Por causas aún desconocidas, el “Golden Ray” sufrió una fuerte escora en su banda de babor en su salida del puerto norteamericano, donde había operado con normalidad en la carga y descarga de vehículos. Tras el vuelco, el buque se incendió y perdió la energía para operar sus puertas estancas. La tripulación, compuesta por 24 personas fue rescatada en dos partes. En un primer momento se consiguió extraer a 20 tripulantes filipinos, surcoreanos y un norteamericano, pero cuatro surcoreanos más quedaron atrapados por el incendio. En una operación realizada por los guardacostas, en la que perforaron el casco de la nave, se consiguió rescatar sanos y salvos a los 4 marinos, tras 36 horas de encierro en las bodegas. En el salvamento intervinieron varias embarcaciones e incluso un helicóptero de los guardacostas americanos. En el interior del buque están aún atrapados más de 4.000 coches procedentes de las fábricas mejicanas de Hyundai y Kia, en Altamira y Veracruz.

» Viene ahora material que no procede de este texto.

/// Emits root, projection and fragment classes.
pub fn emit(ctx: &Context<'_>) -> Result<Vec<GeneratedFile>> {
    let mut emitter = ProjectionEmitter {
        ctx,
        files: Vec::new(),
        classes: Scope::new(),
        queue: VecDeque::new(),
        visited: FxHashSet::default(),
    };

    let mut roots = FxHashSet::default();
    for operation in [OperationType::Query, OperationType::Mutation, OperationType::Subscription] {
        for field in ctx.operation_fields(operation) {
            if !emitter.selectable(&field) || !ctx.is_composite(&field.node.ty) {
                continue;
            }
            let class = format!("{}ProjectionRoot", emitter.short(&upper_camel(&field.node.name)));
            // The first operation field wins a shared root name.
            if !roots.insert(class.clone()) {
                continue;
            }
            let entity = format!("{}.{}", ctx.graph().get(field.owner).name, field.node.name);
            emitter.classes.define(&class, &entity)?;
            let ty = *field.node.ty.base();
            let shape = Shape::Root { operation: &entity };
            emitter.render(&class, ty, &shape)?;
        }
    }

    let entities = ctx.entity_types();
    if !entities.is_empty() {
        emitter.classes.define(ENTITIES_ROOT, "_entities")?;
        emitter.render_entities_root(&entities);
    }

    while let Some(item) = emitter.queue.pop_front() {
        match item {
            Item::Projection(ty) => {
                let class = emitter.projection_class(ty);
                let name = &ctx.graph().get(ty).name;
                emitter.classes.define(&class, &format!("projection of {name}"))?;
                emitter.render(&class, ty, &Shape::Projection)?;
            }
            Item::Fragment(ty) => {
                let class = emitter.fragment_class(ty);
                let name = &ctx.graph().get(ty).name;
                emitter.classes.define(&class, &format!("fragment on {name}"))?;
                emitter.render(&class, ty, &Shape::Fragment)?;
            }
            Item::EntityKey(ty) => {
                let class = emitter.entity_key_class(ty);
                let name = &ctx.graph().get(ty).name;
                emitter.classes.define(&class, &format!("entity key of {name}"))?;
                emitter.render(&class, ty, &Shape::EntityKey)?;
            }
        }
    }

    tracing::debug!(count = emitter.files.len(), "projection classes");
    Ok(emitter.files)
}

struct ProjectionEmitter<'c, 'a> {
    ctx: &'c Context<'a>,
    files: Vec<GeneratedFile>,
    classes: Scope,
    queue: VecDeque<Item>,
    visited: FxHashSet<Item>,
}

Bloqueo del canal de acceso

Tras el naufragio, el “Golden Ray” permanece acostado por el lado de babor y las autoridades han establecido una zona de seguridad de 800 metros alrededor del barco en la que está prohibida la navegación. Por tanto, el puerto ha perdido su capacidad operativa y ahora toca pensar en que se puede hacer con el buque y su carga. La firma Donjon-Smit, una joint venture entre Donjon Marine y SMIT International, está elaborando un plan para el salvamento del “Golden Ray”, siempre vigilando los vertidos de carburante y los residuos de los vehículos en su interior. La zona está considerada de alto valor ecológico y en sus alrededores florece una importante industria ligada al turismo, la pesca y la acuicultura.